**EXERCISE DIRECTIONS:**
Each entry below must appear in the output exactly as written.

[Items from a dataset]
........
//! Platform-independent plot of the friction curve.
//!
//! The renderer only talks to a [`Surface`], so the same drawing code backs
//! the browser canvas and the host-side tests. Coordinates are in pixels with
//! y growing downwards; [`slip_to_x`] and [`friction_to_y`] hold the fixed
//! data-to-pixel transform.

use crate::constants::*;
use crate::curve::evaluate;
use crate::params::Parameters;

#[derive(Clone, Copy, Debug, Default, PartialEq)]
pub struct Point {
    pub x: f64,
    pub y: f64,
}

impl Point {
    #[inline]
    pub const fn new(x: f64, y: f64) -> Self {
        Self { x, y }
    }
}

/// Line appearance. An empty `dash` draws a solid line.
#[derive(Clone, Copy, Debug, PartialEq)]
pub struct Stroke {
    pub color: &'static str,
    pub width: f64,
    pub dash: &'static [f64],
}

#[derive(Clone, Copy, Debug, PartialEq)]
pub struct TextStyle {
    pub color: &'static str,
    pub font: &'static str,
}

/// Minimal 2D drawing target.
pub trait Surface {
    /// Erase everything previously drawn.
    fn clear(&mut self);
    /// Stroke an open polyline through `points`.
    fn stroke_path(&mut self, points: &[Point], stroke: &Stroke);
    fn fill_text(&mut self, text: &str, at: Point, style: &TextStyle);
}

pub const AXIS_STROKE: Stroke = Stroke {
    color: AXIS_COLOR,
    width: AXIS_WIDTH,
    dash: &[],
};
pub const GRID_STROKE: Stroke = Stroke {
    color: GRID_COLOR,
    width: AXIS_WIDTH,
    dash: &[],
};
pub const GUIDE_STROKE: Stroke = Stroke {
    color: GUIDE_COLOR,
    width: AXIS_WIDTH,
    dash: &GUIDE_DASH,
};
pub const CURVE_STROKE: Stroke = Stroke {
    color: CURVE_COLOR,
    width: CURVE_WIDTH,
    dash: &[],
};

const TITLE_STYLE: TextStyle = TextStyle {
    color: TITLE_COLOR,
    font: TITLE_FONT,
};
const GRID_LABEL_STYLE: TextStyle = TextStyle {
    color: GRID_LABEL_COLOR,
    font: GRID_LABEL_FONT,
};
const GUIDE_LABEL_STYLE: TextStyle = TextStyle {
    color: GUIDE_LABEL_COLOR,
    font: GUIDE_LABEL_FONT,
};

#[inline]
pub fn slip_to_x(slip: f64) -> f64 {
    PLOT_LEFT + (slip / SLIP_DOMAIN_MAX) * PLOT_DATA_WIDTH
}

#[inline]
pub fn friction_to_y(friction: f64) -> f64 {
    PLOT_BOTTOM - friction * PX_PER_FRICTION_UNIT
}

/// Evenly spaced samples of the curve across the slip domain, in pixels.
/// Friction above the top gridline is clipped so tall curves stay on screen.
pub fn sample_curve(params: &Parameters) -> Vec<Point> {
    let last = (CURVE_SAMPLES - 1) as f64;
    (0..CURVE_SAMPLES)
        .map(|i| {
            let slip = (i as f64 / last) * SLIP_DOMAIN_MAX;
            let friction = evaluate(slip, params).min(FRICTION_PLOT_MAX);
            Point::new(slip_to_x(slip), friction_to_y(friction))
        })
        .collect()
}

/// Redraw the whole plot for `params`. Only reads the parameters, so calling
/// it repeatedly with the same input produces the same picture.
pub fn render<S: Surface + ?Sized>(params: &Parameters, surface: &mut S) {
    surface.clear();
    draw_axes(surface);
    draw_gridlines(surface);
    draw_guides(params, surface);
    surface.stroke_path(&sample_curve(params), &CURVE_STROKE);
}

fn draw_axes<S: Surface + ?Sized>(surface: &mut S) {
    let origin = Point::new(PLOT_LEFT, PLOT_BOTTOM);
    surface.stroke_path(&[origin, Point::new(PLOT_RIGHT, PLOT_BOTTOM)], &AXIS_STROKE);
    surface.stroke_path(&[origin, Point::new(PLOT_LEFT, PLOT_TOP)], &AXIS_STROKE);

    let [fx, fy] = FRICTION_TITLE_AT;
    let [sx, sy] = SLIP_TITLE_AT;
    surface.fill_text("Friction", Point::new(fx, fy), &TITLE_STYLE);
    surface.fill_text("Slip", Point::new(sx, sy), &TITLE_STYLE);
}

fn draw_gridlines<S: Surface + ?Sized>(surface: &mut S) {
    for i in 0..GRIDLINE_COUNT {
        let y = friction_to_y(i as f64);
        surface.stroke_path(
            &[Point::new(PLOT_LEFT, y), Point::new(PLOT_RIGHT, y)],
            &GRID_STROKE,
        );
        surface.fill_text(
            &i.to_string(),
            Point::new(GRID_LABEL_X, y + GRID_LABEL_DY),
            &GRID_LABEL_STYLE,
        );
    }
}

fn draw_guides<S: Surface + ?Sized>(params: &Parameters, surface: &mut S) {
    let guides = [
        ("extremumSlip", params.extremum_slip, EXTREMUM_LABEL_Y),
        ("asymptoteSlip", params.asymptote_slip, ASYMPTOTE_LABEL_Y),
    ];
    for (label, slip, label_y) in guides {
        let x = slip_to_x(slip);
        surface.stroke_path(
            &[Point::new(x, PLOT_BOTTOM), Point::new(x, PLOT_TOP)],
            &GUIDE_STROKE,
        );
        surface.fill_text(label, Point::new(x + GUIDE_LABEL_DX, label_y), &GUIDE_LABEL_STYLE);
    }
}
........
**ANSWER FOR THE TASK:**
//! Platform-independent plot of the friction curve.
//!
//! The renderer only talks to a [`Surface`], so the same drawing code backs
//! the browser canvas and the host-side tests. Coordinates are in pixels with
//! y growing downwards; [`slip_to_x`] and [`friction_to_y`] hold the fixed
//! data-to-pixel transform.

use crate::constants::*;
use crate::curve::evaluate;
use crate::params::Parameters;

#[derive(Clone, Copy, Debug, Default, PartialEq)]
pub struct Point {
    pub x: f64,
    pub y: f64,
}

impl Point {
    #[inline]
    pub const fn new(x: f64, y: f64) -> Self {
        Self { x, y }
    }
}

/// Line appearance. An empty `dash` draws a solid line.
#[derive(Clone, Copy, Debug, PartialEq)]
pub struct Stroke {
    pub color: &'static str,
    pub width: f64,
    pub dash: &'static [f64],
}

#[derive(Clone, Copy, Debug, PartialEq)]
pub struct TextStyle {
    pub color: &'static str,
    pub font: &'static str,
}

/// Minimal 2D drawing target.
pub trait Surface {
    /// Erase everything previously drawn.
    fn clear(&mut self);
    /// Stroke an open polyline through `points`.
    fn stroke_path(&mut self, points: &[Point], stroke: &Stroke);
    fn fill_text(&mut self, text: &str, at: Point, style: &TextStyle);
}

pub const AXIS_STROKE: Stroke = Stroke {
    color: AXIS_COLOR,
    width: AXIS_WIDTH,
    dash: &[],
};
pub const GRID_STROKE: Stroke = Stroke {
    color: GRID_COLOR,
    width: AXIS_WIDTH,
    dash: &[],
};
pub const GUIDE_STROKE: Stroke = Stroke {
    color: GUIDE_COLOR,
    width: AXIS_WIDTH,
    dash: &GUIDE_DASH,
};
pub const CURVE_STROKE: Stroke = Stroke {
    color: CURVE_COLOR,
    width: CURVE_WIDTH,
    dash: &[],
};

const TITLE_STYLE: TextStyle = TextStyle {
    color: TITLE_COLOR,
    font: TITLE_FONT,
};
const GRID_LABEL_STYLE: TextStyle = TextStyle {
    color: GRID_LABEL_COLOR,
    font: GRID_LABEL_FONT,
};
const GUIDE_LABEL_STYLE: TextStyle = TextStyle {
    color: GUIDE_LABEL_COLOR,
    font: GUIDE_LABEL_FONT,
};

#[inline]
pub fn slip_to_x(slip: f64) -> f64 {
    PLOT_LEFT + (slip / SLIP_DOMAIN_MAX) * PLOT_DATA_WIDTH
}

#[inline]
pub fn friction_to_y(friction: f64) -> f64 {
    PLOT_BOTTOM - friction * PX_PER_FRICTION_UNIT
}

/// Evenly spaced samples of the curve across the slip domain, in pixels.
/// Friction above the top gridline is clipped so tall curves stay on screen.
pub fn sample_curve(params: &Parameters) -> Vec<Point> {
    let last = (CURVE_SAMPLES - 1) as f64;
    (0..CURVE_SAMPLES)
        .map(|i| {
            let slip = (i as f64 / last) * SLIP_DOMAIN_MAX;
            let friction = evaluate(slip, params).min(FRICTION_PLOT_MAX);
            Point::new(slip_to_x(slip), friction_to_y(friction))
        })
        .collect()
}

/// Redraw the whole plot for `params`. Only reads the parameters, so calling
/// it repeatedly with the same input produces the same picture.
pub fn render<S: Surface + ?Sized>(params: &Parameters, surface: &mut S) {
    surface.clear();
    draw_axes(surface);
    draw_gridlines(surface);
    draw_guides(params, surface);
    surface.stroke_path(&sample_curve(params), &CURVE_STROKE);
}

fn draw_axes<S: Surface + ?Sized>(surface: &mut S) {
    let origin = Point::new(PLOT_LEFT, PLOT_BOTTOM);
    surface.stroke_path(&[origin, Point::new(PLOT_RIGHT, PLOT_BOTTOM)], &AXIS_STROKE);
    surface.stroke_path(&[origin, Point::new(PLOT_LEFT, PLOT_TOP)], &AXIS_STROKE);

    let [fx, fy] = FRICTION_TITLE_AT;
    let [sx, sy] = SLIP_TITLE_AT;
    surface.fill_text("Friction", Point::new(fx, fy), &TITLE_STYLE);
    surface.fill_text("Slip", Point::new(sx, sy), &TITLE_STYLE);
}

fn draw_gridlines<S: Surface + ?Sized>(surface: &mut S) {
    for i in 0..GRIDLINE_COUNT {
        let y = friction_to_y(i as f64);
        surface.stroke_path(
            &[Point::new(PLOT_LEFT, y), Point::new(PLOT_RIGHT, y)],
            &GRID_STROKE,
        );
        surface.fill_text(
            &i.to_string(),
            Point::new(GRID_LABEL_X, y + GRID_LABEL_DY),
            &GRID_LABEL_STYLE,
        );
    }
}

fn draw_guides<S: Surface + ?Sized>(params: &Parameters, surface: &mut S) {
    let guides = [
        ("extremumSlip", params.extremum_slip, EXTREMUM_LABEL_Y),
        ("asymptoteSlip", params.asymptote_slip, ASYMPTOTE_LABEL_Y),
    ];
    for (label, slip, label_y) in guides {
        let x = slip_to_x(slip);
        surface.stroke_path(
            &[Point::new(x, PLOT_BOTTOM), Point::new(x, PLOT_TOP)],
            &GUIDE_STROKE,
        );
        surface.fill_text(label, Point::new(x + GUIDE_LABEL_DX, label_y), &GUIDE_LABEL_STYLE);
    }
}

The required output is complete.